====== Records to process

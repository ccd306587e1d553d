//! Boolean predicates over dependency-tree node pairs
//!
//! A labelling rule is a conjunction of conditions like `d.label=sn`,
//! `p.lemma!=ser` or `As:sn.class=animate`. Each condition names a node
//! relative to the (ancestor, descendant) pair being labelled and a test on
//! that node:
//!
//! | node       | resolves to                                     |
//! |------------|-------------------------------------------------|
//! | `p`        | the ancestor                                    |
//! | `d`        | the descendant                                  |
//! | `As`       | every other child of the ancestor (all must pass) |
//! | `Es`       | every other child of the ancestor (one must pass) |
//! | `x:a:b`    | from `x`, the child linked to an `a` constituent, then its `b` child |
//!
//! A condition whose node reference resolves to nothing is false. A leading
//! `NOT` (or `!=` instead of `=`) negates a condition, and a value `$NAME`
//! stands for the items of set `NAME` from the `<SETS>` section.

use std::collections::VecDeque;
use std::path::Path;

use regex::Regex;
use rustc_hash::{FxHashMap, FxHashSet};

use super::semdb::{sense_pos, SemanticDb};
use crate::diagnostics::{DiagnosticCode, LoadReport};
use crate::matching::prefix_match;
use crate::sections::SectionLines;
use crate::tree::NodeId;
use crate::types::{DepTree, ParseTree, Sentence, Word};

// ─── Word classes ───────────────────────────────────────────────────────────

/// Named lemma sets from a `<CLASS>` section.
#[derive(Debug, Clone, Default, PartialEq)]
pub struct WordClasses {
    entries: FxHashSet<String>,
}

impl WordClasses {
    pub fn new() -> Self {
        Self::default()
    }

    pub fn insert(&mut self, class: &str, lemma: &str) {
        self.entries.insert(format!("{class}#{lemma}"));
    }

    pub fn contains(&self, class: &str, lemma: &str) -> bool {
        self.entries.contains(&format!("{class}#{lemma}"))
    }

    pub fn len(&self) -> usize {
        self.entries.len()
    }

    pub fn is_empty(&self) -> bool {
        self.entries.is_empty()
    }
}

/// Read `class lemma` and `class "file"` lines. File paths are relative to
/// `base_dir`; each non-comment line of the file contributes its first word.
pub(crate) fn load_classes(
    lines: Option<&SectionLines<'_>>,
    base_dir: Option<&Path>,
    report: &mut LoadReport,
) -> WordClasses {
    let mut classes = WordClasses::new();
    for &(lineno, line) in lines.into_iter().flatten() {
        let mut fields = line.split_whitespace();
        let (Some(class), Some(value), None) = (fields.next(), fields.next(), fields.next()) else {
            report.error(
                DiagnosticCode::Syntax,
                Some(lineno),
                format!("expected 'class lemma' or 'class \"file\"', found '{line}'"),
            );
            continue;
        };

        match value.strip_prefix('"').and_then(|v| v.strip_suffix('"')) {
            Some(file) => {
                let path = match base_dir {
                    Some(dir) => dir.join(file),
                    None => Path::new(file).to_path_buf(),
                };
                match std::fs::read_to_string(&path) {
                    Ok(text) => {
                        for lemma in text
                            .lines()
                            .filter(|l| !l.trim().is_empty() && !l.starts_with('%'))
                            .filter_map(|l| l.split_whitespace().next())
                        {
                            classes.insert(class, lemma);
                        }
                    }
                    Err(e) => report.error(
                        DiagnosticCode::UnreadableFile,
                        Some(lineno),
                        format!("cannot read word class file {}: {e}", path.display()),
                    ),
                }
            }
            None => classes.insert(class, value),
        }
    }
    classes
}

// ─── Term sets ──────────────────────────────────────────────────────────────

/// Named value lists from a `<SETS>` section, referenced as `$NAME`.
#[derive(Debug, Clone, Default, PartialEq)]
pub struct TermSets {
    sets: FxHashMap<String, Vec<String>>,
}

impl TermSets {
    pub fn new() -> Self {
        Self::default()
    }

    /// Add `items` to set `name`. Repeated names accumulate.
    pub fn extend<I, S>(&mut self, name: &str, items: I)
    where
        I: IntoIterator<Item = S>,
        S: Into<String>,
    {
        self.sets
            .entry(name.to_string())
            .or_default()
            .extend(items.into_iter().map(Into::into));
    }

    pub fn get(&self, name: &str) -> Option<&[String]> {
        self.sets.get(name).map(Vec::as_slice)
    }

    pub fn len(&self) -> usize {
        self.sets.len()
    }

    pub fn is_empty(&self) -> bool {
        self.sets.is_empty()
    }
}

/// Read `NAME item item...` lines.
pub(crate) fn load_sets(lines: Option<&SectionLines<'_>>, report: &mut LoadReport) -> TermSets {
    let mut sets = TermSets::new();
    for &(lineno, line) in lines.into_iter().flatten() {
        let mut fields = line.split_whitespace();
        let name = fields.next().unwrap_or_default();
        let items: Vec<&str> = fields.collect();
        if items.is_empty() || name.starts_with('$') {
            report.error(
                DiagnosticCode::Syntax,
                Some(lineno),
                format!("expected 'NAME item...', found '{line}'"),
            );
            continue;
        }
        sets.extend(name, items);
    }
    sets
}

// ─── Expressions ────────────────────────────────────────────────────────────

/// Where a node reference starts.
#[derive(Debug, Clone, Copy, PartialEq, Eq)]
pub enum NodeBase {
    /// `p`
    Parent,
    /// `d`
    Daughter,
    /// `As`: all other children of the parent.
    AllSiblings,
    /// `Es`: some other child of the parent.
    AnySibling,
}

/// A node reference such as `p`, `d:sn` or `Es:grup-sp:sn`.
#[derive(Debug, Clone, PartialEq, Eq)]
pub struct NodeRef {
    pub base: NodeBase,
    /// Link labels of the children to descend through.
    pub path: Vec<String>,
}

impl NodeRef {
    pub fn parse(s: &str) -> Option<Self> {
        let mut parts = s.split(':');
        let base = match parts.next()? {
            "p" => NodeBase::Parent,
            "d" => NodeBase::Daughter,
            "As" => NodeBase::AllSiblings,
            "Es" => NodeBase::AnySibling,
            _ => return None,
        };
        let path: Vec<String> = parts.map(str::to_string).collect();
        if path.iter().any(String::is_empty) {
            return None;
        }
        Some(Self { base, path })
    }

    fn is_plain(&self) -> bool {
        self.path.is_empty() && matches!(self.base, NodeBase::Parent | NodeBase::Daughter)
    }
}

#[derive(Debug, Clone, Copy, PartialEq, Eq)]
pub enum Side {
    Left,
    Right,
}

/// The test applied to each resolved node.
#[derive(Debug, Clone)]
pub enum Predicate {
    /// Relative position of descendant and ancestor.
    Side(Side),
    /// Label of the linked constituent, `*` suffix for prefixes.
    Label(Vec<String>),
    Lemma(FxHashSet<String>),
    /// Regex over the tag.
    Pos(Regex),
    Class(Vec<String>),
    Tonto(FxHashSet<String>),
    Semfile(FxHashSet<String>),
    Synon(FxHashSet<String>),
    /// Synonyms of the word or of any hypernym.
    Asynon(FxHashSet<String>),
}

impl Predicate {
    fn is_semantic(&self) -> bool {
        matches!(
            self,
            Self::Tonto(_) | Self::Semfile(_) | Self::Synon(_) | Self::Asynon(_)
        )
    }
}

/// A labelling condition tree.
#[derive(Debug, Clone)]
pub enum RuleExpression {
    Condition { node: NodeRef, predicate: Predicate },
    And(Vec<RuleExpression>),
    Not(Box<RuleExpression>),
}

/// Everything a condition may look at.
#[derive(Clone, Copy)]
pub struct EvalContext<'a> {
    pub deps: &'a DepTree,
    pub parse: &'a ParseTree,
    pub sentence: &'a Sentence,
    pub classes: &'a WordClasses,
    pub semdb: Option<&'a dyn SemanticDb>,
}

impl<'a> EvalContext<'a> {
    fn word(&self, node: NodeId) -> Option<&'a Word> {
        self.sentence.words.get(self.deps.get(node).word)
    }

    fn link_label(&self, node: NodeId) -> &'a str {
        &self.parse.get(self.deps.get(node).link).label
    }

    fn start(&self, node: NodeId) -> usize {
        self.word(node).map(|w| w.start).unwrap_or(0)
    }

    /// Follow `path` down from `node`, matching children by link label.
    fn resolve(&self, path: &[String], node: NodeId) -> Option<NodeId> {
        let mut current = node;
        for step in path {
            current = self
                .deps
                .children(current)
                .iter()
                .copied()
                .find(|&c| self.link_label(c) == step)?;
        }
        Some(current)
    }
}

impl RuleExpression {
    /// Parse one `node.func=values` or `node.func!=values` condition.
    ///
    /// Semantic predicates need `has_semdb`.
    pub fn parse_condition(condition: &str, has_semdb: bool) -> Result<Self, (DiagnosticCode, String)> {
        Self::parse_condition_with_sets(condition, has_semdb, &TermSets::new())
    }

    /// Like [`parse_condition`](Self::parse_condition), also accepting a
    /// `NOT ` prefix and `$NAME` values drawn from `sets`.
    pub fn parse_condition_with_sets(
        condition: &str,
        has_semdb: bool,
        sets: &TermSets,
    ) -> Result<Self, (DiagnosticCode, String)> {
        let syntax = |msg: String| (DiagnosticCode::Syntax, msg);
        let (outer_not, condition) = match condition.trim().split_once(char::is_whitespace) {
            Some((kw, rest)) if kw.eq_ignore_ascii_case("NOT") => (true, rest.trim_start()),
            _ => (false, condition.trim()),
        };
        let eq = condition
            .find('=')
            .ok_or_else(|| syntax(format!("condition '{condition}' has no '='")))?;
        let negated = condition[..eq].ends_with('!');
        let lhs = &condition[..if negated { eq - 1 } else { eq }];
        let value = &condition[eq + 1..];
        let dot = lhs
            .rfind('.')
            .ok_or_else(|| syntax(format!("condition '{condition}' has no node.function")))?;
        let (node_str, func) = (&lhs[..dot], &lhs[dot + 1..]);
        let node = NodeRef::parse(node_str)
            .ok_or_else(|| syntax(format!("unknown node reference '{node_str}' in '{condition}'")))?;
        if value.is_empty() {
            return Err(syntax(format!("condition '{condition}' has no value")));
        }

        let mut values: Vec<String> = Vec::new();
        for term in value.split('|') {
            match term.strip_prefix('$') {
                Some(name) => match sets.get(name) {
                    Some(items) => values.extend(items.iter().cloned()),
                    None => {
                        return Err((
                            DiagnosticCode::UndefinedSet,
                            format!("set {name} is not defined in '{condition}'"),
                        ))
                    }
                },
                None => values.push(term.to_string()),
            }
        }
        let value = values.join("|");
        let value = value.as_str();
        let set = || values.iter().cloned().collect::<FxHashSet<String>>();
        let predicate = match func {
            "side" => {
                let side = match value {
                    "left" => Side::Left,
                    "right" => Side::Right,
                    _ => return Err(syntax(format!("side must be 'left' or 'right' in '{condition}'"))),
                };
                if !node.is_plain() {
                    return Err(syntax(format!("side applies only to 'p' or 'd' in '{condition}'")));
                }
                Predicate::Side(side)
            }
            "label" => Predicate::Label(values),
            "lemma" => Predicate::Lemma(set()),
            "pos" => Predicate::Pos(Regex::new(value).map_err(|e| {
                (
                    DiagnosticCode::InvalidRegex,
                    format!("invalid pos pattern in '{condition}': {e}"),
                )
            })?),
            "class" => Predicate::Class(values),
            "tonto" => Predicate::Tonto(set()),
            "semfile" => Predicate::Semfile(set()),
            "synon" => Predicate::Synon(set()),
            "asynon" => Predicate::Asynon(set()),
            other => {
                return Err((
                    DiagnosticCode::UnknownName,
                    format!("unknown function '{other}' in '{condition}'"),
                ))
            }
        };
        if predicate.is_semantic() && !has_semdb {
            return Err((
                DiagnosticCode::MissingSemanticDb,
                format!("'{func}' needs a semantic database (add a <SEMDB> section)"),
            ));
        }

        let mut expr = Self::Condition { node, predicate };
        if negated {
            expr = Self::Not(Box::new(expr));
        }
        if outer_not {
            expr = Self::Not(Box::new(expr));
        }
        Ok(expr)
    }

    /// Evaluate for an (ancestor, descendant) pair of the dependency tree.
    pub fn check(&self, ctx: &EvalContext<'_>, ancestor: NodeId, descendant: NodeId) -> bool {
        match self {
            Self::And(parts) => parts.iter().all(|e| e.check(ctx, ancestor, descendant)),
            Self::Not(inner) => !inner.check(ctx, ancestor, descendant),
            Self::Condition {
                node,
                predicate: Predicate::Side(side),
            } => {
                let (a, d) = (ctx.start(ancestor), ctx.start(descendant));
                match (side, node.base) {
                    (Side::Left, NodeBase::Daughter) | (Side::Right, NodeBase::Parent) => d < a,
                    (Side::Left, NodeBase::Parent) | (Side::Right, NodeBase::Daughter) => d > a,
                    _ => false,
                }
            }
            Self::Condition { node, predicate } => {
                let (nodes, all) = nodes_to_check(ctx, node, ancestor, descendant);
                if nodes.is_empty() {
                    return false;
                }
                if all {
                    nodes.into_iter().all(|n| eval(ctx, predicate, n))
                } else {
                    nodes.into_iter().any(|n| eval(ctx, predicate, n))
                }
            }
        }
    }
}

============

Work request
When every line of the listing has been checked for the string "predicates", give only the number of lines that contain it.

Task response
2